The exceptions (*) we have referred to above are a corporation registered in the province of Quebec and a corporation with unlimited liability registered in the province of Nova Scotia - Nova Scotia Unlimited Liability Corporation. Nova Scotia is the only province in Canada where unlimited companies can be established.

Extra-Provincial Corporation (EPC)

When a foreign company needs to open a branch in Canada, investors can consider this form of presence as an extra-provincial corporation in the province of Ontario, where more than half of Canadian financial and manufacturing corporations are concentrated.

Upon proper registration in Ontario, the foreign company receives an Ontario extra-provincial license with an Ontario Corporation number and Ontario extra-provincial corporation status. The license entitles you to open an office, bank account and conduct business in and from Ontario with all other Canadian provinces and foreign companies.

To register in Ontario, every foreign company must have an Ontario service agent who is a resident of Ontario.

It is important to understand that a Canadian extra-provincial registration does not create a separate Canadian legal entity. As such, a foreign company incorporated as an Extra-Provincial Corporation in Ontario has no Canadian tax liability when the company does business outside of Canada.


• offshore and onshore companies from any jurisdiction can be registered in Ontario and receive EPC status
• EPC status in Ontario improves the image of foreign companies
• No restrictions on the residency of directors, officers and shareholders of the EPC in Ontario
• EPC can open a bank account and office and run their business in Ontario
• No tax liability in Canada when an EPC does business outside of Canada
• No tax return required when the EPC is doing business outside of Canada
• All business expenses (advertising, salary, office rent, etc.) are deducted from taxable income earned in Ontario
• No need to hold an annual meeting in Ontario


An EPC in Ontario is required to pay Canadian income tax on all income earned in Canada.

When a company operates outside of Canada, it does not have a Canadian tax liability as a foreign entity.

All business expenses, including salaries paid to employees, directors' fees, contractual payments paid to sole proprietorships, partnerships, and corporations, advertising and other business expenses are deducted from corporate taxable income.

The EPC is required to file an annual corporate tax return in Canada if it does business in Canada.

The declaration must be filed within 6 months after the end of the corporate financial year.

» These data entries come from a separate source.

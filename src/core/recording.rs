//! Recording metadata and the parser/writer seams.
//!
//! The binary container parser and writer are external collaborators. These
//! traits describe exactly what the mapping pipeline consumes from them and
//! what it hands back on export.

use std::borrow::Cow;

use serde::{Deserialize, Serialize};

use super::ParameterSet;
use crate::util::{Error, Result};

/// Number of f32 values per exported sample: x, y, z, residual, camera mask.
pub const SAMPLE_WIDTH: usize = 5;

/// Largest frame range a recording header or export may declare.
///
/// Materializing and exporting allocate per declared frame.
pub const MAX_FRAME_COUNT: usize = 1 << 24;

/// Length of the inclusive range `[start, end]`, `Some(0)` when `end < start`.
///
/// `None` when the length does not fit in `usize`.
pub fn inclusive_len(start: i64, end: i64) -> Option<usize> {
    if end < start {
        return Some(0);
    }
    let span = end.checked_sub(start)?.checked_add(1)?;
    usize::try_from(span).ok()
}

/// Header level metadata of an opened recording.
#[derive(Clone, Copy, Debug, PartialEq, Serialize, Deserialize)]
pub struct RecordingInfo {
    /// Capture rate in frames per second.
    pub frame_rate: f64,
    /// First frame index.
    pub first_frame: i64,
    /// Last frame index (inclusive).
    pub last_frame: i64,
    /// Number of point channels per frame.
    pub point_count: usize,
}

impl RecordingInfo {
    /// Number of frames in `[first_frame, last_frame]`.
    ///
    /// Zero when the range is not representable; [`validate`](Self::validate)
    /// rejects such headers.
    #[inline]
    pub fn frame_count(&self) -> usize {
        self.checked_frame_count().unwrap_or(0)
    }

    /// Number of frames in `[first_frame, last_frame]`, `None` on overflow.
    #[inline]
    pub fn checked_frame_count(&self) -> Option<usize> {
        inclusive_len(self.first_frame, self.last_frame)
    }

    /// Check the frame rate and that the frame range is representable and
    /// no longer than [`MAX_FRAME_COUNT`].
    pub fn validate(&self) -> Result<()> {
        if !self.frame_rate.is_finite() || self.frame_rate <= 0.0 {
            return Err(Error::invalid(format!("frame rate {} is not positive", self.frame_rate)));
        }
        match self.checked_frame_count() {
            Some(n) if n <= MAX_FRAME_COUNT => Ok(()),
            Some(n) => Err(Error::invalid(format!(
                "header declares {} frames, at most {} supported",
                n, MAX_FRAME_COUNT
            ))),
            None => Err(Error::invalid(format!(
                "frame range [{}, {}] is not representable",
                self.first_frame, self.last_frame
            ))),
        }
    }

    /// Check if the recording carries POINT data.
    #[inline]
    pub fn has_point_data(&self) -> bool {
        self.point_count > 0
    }

    /// Check if a frame index lies in the declared range.
    #[inline]
    pub fn contains_frame(&self, frame: i64) -> bool {
        frame >= self.first_frame && frame <= self.last_frame
    }
}

/// One frame of raw samples as delivered by the parser.
#[derive(Clone, Debug)]
pub struct FrameBlock<'a> {
    /// Absolute frame index.
    pub index: i64,
    /// `(x, y, z, residual)` per point channel, in storage order.
    pub points: Cow<'a, [[f32; 4]]>,
    /// Analog samples, passed through untouched.
    pub analog: Cow<'a, [f32]>,
}

/// Lazy frame stream.
pub type FrameIter<'a> = Box<dyn Iterator<Item = Result<FrameBlock<'a>>> + 'a>;

/// Reader interface for an opened recording.
pub trait RecordingSource {
    /// Header metadata.
    fn info(&self) -> RecordingInfo;

    /// Parsed parameter dictionary.
    fn parameters(&self) -> &ParameterSet;

    /// Stream frames in `[first_frame, last_frame]`.
    ///
    /// Each call restarts the stream from the first frame.
    fn read_frames(&mut self) -> Result<FrameIter<'_>>;
}

/// Dense point array ready for encoding, laid out `[frame][label][SAMPLE_WIDTH]`.
#[derive(Clone, Debug, PartialEq, Serialize, Deserialize)]
pub struct DenseFrames {
    pub frame_rate: f64,
    pub first_frame: i64,
    pub labels: Vec<String>,
    pub frame_count: usize,
    pub data: Vec<f32>,
}

impl DenseFrames {
    /// Allocate with every residual set to `-1` (invalid).
    pub fn invalid(frame_rate: f64, first_frame: i64, labels: Vec<String>, frame_count: usize) -> Self {
        let mut data = vec![0.0f32; frame_count * labels.len() * SAMPLE_WIDTH];
        for sample in data.chunks_exact_mut(SAMPLE_WIDTH) {
            sample[3] = -1.0;
        }
        Self {
            frame_rate,
            first_frame,
            labels,
            frame_count,
            data,
        }
    }

    /// Number of label columns.
    #[inline]
    pub fn label_count(&self) -> usize {
        self.labels.len()
    }

    #[inline]
    fn offset(&self, frame: usize, label: usize) -> usize {
        (frame * self.labels.len() + label) * SAMPLE_WIDTH
    }

    /// Sample at a (relative frame, label) cell.
    pub fn sample(&self, frame: usize, label: usize) -> &[f32] {
        let o = self.offset(frame, label);
        &self.data[o..o + SAMPLE_WIDTH]
    }

    /// Mutable sample at a (relative frame, label) cell.
    pub fn sample_mut(&mut self, frame: usize, label: usize) -> &mut [f32] {
        let o = self.offset(frame, label);
        &mut self.data[o..o + SAMPLE_WIDTH]
    }

    /// Last frame index (inclusive), `first_frame - 1` when empty.
    pub fn last_frame(&self) -> i64 {
        self.first_frame.saturating_add(self.frame_count as i64 - 1)
    }
}

/// Writer interface for encoding an exported recording.
pub trait FrameWriter {
    /// Encode the dense frames together with the metadata groups.
    fn write_recording(&mut self, frames: &DenseFrames, parameters: &ParameterSet) -> Result<()>;
}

Income tax is payable 2 months after the end of the corporate financial year.
If Ontario EPC does not do business in Canada, filing a return is not required.

Taxation in Canada is based on the principle of residence, that is, it depends on where exactly (in Canada or abroad) directors make decisions, manage and control the activities of a Canadian enterprise.

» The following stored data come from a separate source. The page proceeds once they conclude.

//! Actor/label partitioning.
//!
//! Labels of the form `<actor>:<name>` belong to the actor entity; labels
//! without a separator belong to the default `UNLABELED` entity. Entities are
//! discovered in first-seen order so output is stable across runs.

use indexmap::IndexMap;
use serde::{Deserialize, Serialize};
use std::fmt;

use crate::core::LabelMask;

/// Name of the default entity.
pub const UNLABELED: &str = "UNLABELED";

/// Default actor separator.
pub const DEFAULT_SEPARATOR: char = ':';

/// Logical entity a label belongs to.
#[derive(Clone, Debug, PartialEq, Eq, Hash, Serialize, Deserialize)]
#[serde(tag = "kind", content = "name", rename_all = "snake_case")]
pub enum EntityKey {
    /// Labels without an actor prefix.
    Unlabeled,
    /// Labels sharing an actor prefix.
    Actor(String),
    /// Every label of a recording, when actor splitting is disabled.
    Recording(String),
}

impl EntityKey {
    /// Display name, used for containers and rigs.
    pub fn name(&self) -> &str {
        match self {
            Self::Unlabeled => UNLABELED,
            Self::Actor(name) | Self::Recording(name) => name,
        }
    }

    /// Label as stored under this entity (actor prefix stripped).
    pub fn local_label<'a>(&self, label: &'a str, separator: char) -> &'a str {
        match self {
            Self::Actor(name) => label
                .strip_prefix(name.as_str())
                .and_then(|rest| rest.strip_prefix(separator))
                .unwrap_or(label),
            _ => label,
        }
    }

    /// Label as written back to a recording (actor prefix restored).
    pub fn full_label(&self, local: &str, separator: char) -> String {
        match self {
            Self::Actor(name) => format!("{}{}{}", name, separator, local),
            _ => local.to_string(),
        }
    }
}

impl fmt::Display for EntityKey {
    fn fmt(&self, f: &mut fmt::Formatter<'_>) -> fmt::Result {
        f.write_str(self.name())
    }
}

/// Splits a flat label list into entity masks.
#[derive(Clone, Copy, Debug)]
pub struct Partitioner {
    separator: char,
}

impl Default for Partitioner {
    fn default() -> Self {
        Self {
            separator: DEFAULT_SEPARATOR,
        }
    }
}

impl Partitioner {
    pub fn new(separator: char) -> Self {
        Self { separator }
    }

    pub fn separator(&self) -> char {
        self.separator
    }

    /// Entity a single label belongs to.
    pub fn entity_of(&self, label: &str) -> EntityKey {
        match label.split_once(self.separator) {
            Some((actor, _)) => EntityKey::Actor(actor.to_string()),
            None => EntityKey::Unlabeled,
        }
    }

    /// Map every discovered entity to the mask of its labels.
    ///
    /// Masks are mutually exclusive and together cover every label.
    pub fn partition<S: AsRef<str>>(&self, labels: &[S]) -> IndexMap<EntityKey, LabelMask> {
        let mut entities: IndexMap<EntityKey, LabelMask> = IndexMap::new();
        for (i, label) in labels.iter().enumerate() {
            entities
                .entry(self.entity_of(label.as_ref()))
                .or_insert_with(|| LabelMask::none(labels.len()))
                .set(i, true);
        }
        entities
    }

    /// Single synthetic entity selecting all labels.
    pub fn whole(name: &str, label_count: usize) -> IndexMap<EntityKey, LabelMask> {
        let mut entities = IndexMap::new();
        entities.insert(EntityKey::Recording(name.to_string()), LabelMask::all(label_count));
        entities
    }
}
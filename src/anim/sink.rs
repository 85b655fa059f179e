//! Host interfaces the import pipeline writes into.

use super::{ChannelKind, Keyframe};
use crate::partition::EntityKey;
use crate::util::Result;

/// Receives per-entity keyframe channels.
///
/// Calls for one entity are bracketed by [`begin_entity`](Self::begin_entity)
/// and [`finalize`](Self::finalize); entities never interleave.
pub trait ChannelSink {
    /// Opaque channel handle.
    type Channel: Copy;

    /// Open the keyframe container for `entity`.
    ///
    /// `name` is the container name, `fake_user` asks the host to keep it
    /// alive while unreferenced. Returns the name actually used.
    fn begin_entity(&mut self, entity: &EntityKey, name: &str, fake_user: bool) -> Result<String>;

    /// Create a channel for `label` in the open container.
    fn create_channel(&mut self, label: &str, kind: ChannelKind) -> Result<Self::Channel>;

    /// Append keys in time order.
    fn append_keyframes(&mut self, channel: Self::Channel, keys: &[Keyframe]) -> Result<()>;

    /// Mark a channel read-only.
    fn lock_channel(&mut self, _channel: Self::Channel) -> Result<()> {
        Ok(())
    }

    /// Close the open container.
    fn finalize(&mut self) -> Result<()>;

    /// Drop the open container without committing it.
    fn discard(&mut self) -> Result<()>;
}

/// Receives timeline markers.
pub trait MarkerSink {
    fn insert_marker(&mut self, frame: i32, label: &str);
}

/// Builds visual rigs for imported entities.
pub trait RigSink {
    /// Create a rig with one bone per label and bind it to `action`.
    fn create_rig(&mut self, entity: &EntityKey, labels: &[String], bone_size: f32, action: &str) -> Result<()>;
}
//! Host side animation model.
//!
//! A minimal in-memory representation of what an animation host stores:
//! actions holding per-channel keyframe curves, timeline markers, armature
//! rigs and scene timing settings. The import pipeline only talks to it via
//! the sink traits in [`sink`], so any host can substitute its own storage.

mod paths;
mod scene;
mod sink;

pub use paths::*;
pub use scene::*;
pub use sink::*;

use serde::{Deserialize, Serialize};
use std::fmt;
use std::str::FromStr;

use crate::partition::EntityKey;
use crate::util::{Error, Result, Vec3};

/// Keyframe interpolation mode.
#[derive(Clone, Copy, Debug, Default, PartialEq, Eq, Hash, Serialize, Deserialize)]
#[serde(rename_all = "SCREAMING_SNAKE_CASE")]
pub enum Interpolation {
    Constant,
    Linear,
    #[default]
    Bezier,
    Quad,
    Cubic,
    Circ,
}

impl Interpolation {
    pub fn as_str(self) -> &'static str {
        match self {
            Self::Constant => "CONSTANT",
            Self::Linear => "LINEAR",
            Self::Bezier => "BEZIER",
            Self::Quad => "QUAD",
            Self::Cubic => "CUBIC",
            Self::Circ => "CIRC",
        }
    }
}

impl FromStr for Interpolation {
    type Err = Error;

    fn from_str(s: &str) -> Result<Self> {
        match s.trim().to_ascii_uppercase().as_str() {
            "CONSTANT" => Ok(Self::Constant),
            "LINEAR" => Ok(Self::Linear),
            "BEZIER" => Ok(Self::Bezier),
            "QUAD" => Ok(Self::Quad),
            "CUBIC" => Ok(Self::Cubic),
            "CIRC" => Ok(Self::Circ),
            other => Err(Error::invalid(format!("unknown interpolation '{}'", other))),
        }
    }
}

impl fmt::Display for Interpolation {
    fn fmt(&self, f: &mut fmt::Formatter<'_>) -> fmt::Result {
        f.write_str(self.as_str())
    }
}

/// A single (time, value) key.
#[derive(Clone, Copy, Debug, PartialEq, Serialize, Deserialize)]
pub struct Keyframe {
    pub time: f32,
    pub value: f32,
    #[serde(default)]
    pub interpolation: Interpolation,
}

impl Keyframe {
    pub fn new(time: f32, value: f32, interpolation: Interpolation) -> Self {
        Self {
            time,
            value,
            interpolation,
        }
    }
}

/// What a channel stores for its label.
#[derive(Clone, Copy, Debug, PartialEq, Eq, Hash)]
pub enum ChannelKind {
    /// One spatial component (0 = x, 1 = y, 2 = z).
    Location(u8),
    /// Sample residual, stepped.
    Residual,
}

impl ChannelKind {
    pub fn data_path(self, label: &str) -> String {
        match self {
            Self::Location(_) => location_path(label),
            Self::Residual => residual_path(label),
        }
    }

    pub fn array_index(self) -> u8 {
        match self {
            Self::Location(dim) => dim,
            Self::Residual => 0,
        }
    }
}

/// Keyframe curve bound to one data path component.
#[derive(Clone, Debug, PartialEq, Serialize, Deserialize)]
pub struct FCurve {
    pub data_path: String,
    #[serde(default)]
    pub array_index: u8,
    /// Grouping key, the channel's label.
    #[serde(default)]
    pub group: String,
    #[serde(default)]
    pub keyframes: Vec<Keyframe>,
    /// Locked curves are not meant to be edited.
    #[serde(default)]
    pub locked: bool,
}

impl FCurve {
    pub fn new(data_path: impl Into<String>, array_index: u8, group: impl Into<String>) -> Self {
        Self {
            data_path: data_path.into(),
            array_index,
            group: group.into(),
            keyframes: Vec::new(),
            locked: false,
        }
    }

    /// Sort keys by time. Keys are appended in order by the importer; hand
    /// built curves may not be.
    pub fn update(&mut self) {
        self.keyframes.sort_by(|a, b| a.time.total_cmp(&b.time));
    }
}

/// Keyframe container for one entity.
#[derive(Clone, Debug, PartialEq, Serialize, Deserialize)]
pub struct Action {
    pub name: String,
    pub entity: EntityKey,
    /// Keep the action alive even when nothing references it.
    #[serde(default)]
    pub fake_user: bool,
    /// Participates in "selected" export scope.
    #[serde(default)]
    pub selected: bool,
    #[serde(default)]
    pub curves: Vec<FCurve>,
}

impl Action {
    pub fn new(name: impl Into<String>, entity: EntityKey) -> Self {
        Self {
            name: name.into(),
            entity,
            fake_user: false,
            selected: false,
            curves: Vec::new(),
        }
    }

    /// Distinct curve groups in first-seen order.
    pub fn groups(&self) -> Vec<&str> {
        let mut out: Vec<&str> = Vec::new();
        for c in &self.curves {
            if !out.contains(&c.group.as_str()) {
                out.push(&c.group);
            }
        }
        out
    }

    pub fn curve(&self, data_path: &str, array_index: u8) -> Option<&FCurve> {
        self.curves
            .iter()
            .find(|c| c.data_path == data_path && c.array_index == array_index)
    }

    /// Keyframes summed over every curve.
    pub fn total_keyframes(&self) -> usize {
        self.curves.iter().map(|c| c.keyframes.len()).sum()
    }
}

/// Named timeline marker.
#[derive(Clone, Debug, PartialEq, Eq, Serialize, Deserialize)]
pub struct Marker {
    pub frame: i32,
    pub name: String,
}

/// Single bone of a marker rig. One bone per label, head at the origin
/// and tail along +Z.
#[derive(Clone, Debug, PartialEq, Serialize, Deserialize)]
pub struct Bone {
    pub name: String,
    pub head: Vec3,
    pub tail: Vec3,
}

/// Bone drawing style.
#[derive(Clone, Copy, Debug, Default, PartialEq, Eq, Serialize, Deserialize)]
#[serde(rename_all = "SCREAMING_SNAKE_CASE")]
pub enum BoneDisplay {
    #[default]
    Octahedral,
    Stick,
}

/// Rig presenting one entity's labels.
#[derive(Clone, Debug, PartialEq, Serialize, Deserialize)]
pub struct Armature {
    pub name: String,
    pub entity: EntityKey,
    pub bones: Vec<Bone>,
    #[serde(default)]
    pub display: BoneDisplay,
    /// Radius of the sphere shape drawn for each bone.
    pub shape_radius: f32,
    /// Action driving the rig.
    #[serde(default)]
    pub action: Option<String>,
    #[serde(default)]
    pub hidden: bool,
}

/// How playback keeps up with the frame rate.
#[derive(Clone, Copy, Debug, Default, PartialEq, Eq, Serialize, Deserialize)]
#[serde(rename_all = "SCREAMING_SNAKE_CASE")]
pub enum SyncMode {
    /// Play every frame.
    None,
    /// Drop frames to keep up.
    #[default]
    FrameDrop,
    /// Sync to audio.
    AudioSync,
}

impl FromStr for SyncMode {
    type Err = Error;

    fn from_str(s: &str) -> Result<Self> {
        match s.trim().to_ascii_uppercase().as_str() {
            "NONE" => Ok(Self::None),
            "FRAME_DROP" => Ok(Self::FrameDrop),
            "AUDIO_SYNC" => Ok(Self::AudioSync),
            other => Err(Error::invalid(format!("unknown sync mode '{}'", other))),
        }
    }
}

/// Scene timeline settings.
#[derive(Clone, Copy, Debug, PartialEq, Serialize, Deserialize)]
#[serde(default)]
pub struct SceneSettings {
    pub frame_rate: f64,
    pub frame_start: i64,
    pub frame_end: i64,
    pub sync_mode: SyncMode,
}

impl Default for SceneSettings {
    fn default() -> Self {
        Self {
            frame_rate: 24.0,
            frame_start: 1,
            frame_end: 250,
            sync_mode: SyncMode::FrameDrop,
        }
    }
}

Corporate and personal income (including capital gains and excise duties) is taxed in Canada at the federal and provincial levels.

Municipal governments in Canada do not have the authority to tax profits, mainly by levying tax on property only.

In general, all income earning expenses are deductible in Canada from taxable income. Non-deductible expenses include interest charges on taxes, fines, 50% of the cost of creating comfortable conditions in the interests of the business, depreciation of fixed capital and fixed capital expenses.

Canadian-Controlled Private Corporation (a closed corporation with Canadian participation) is eligible to some tax deductions for small business.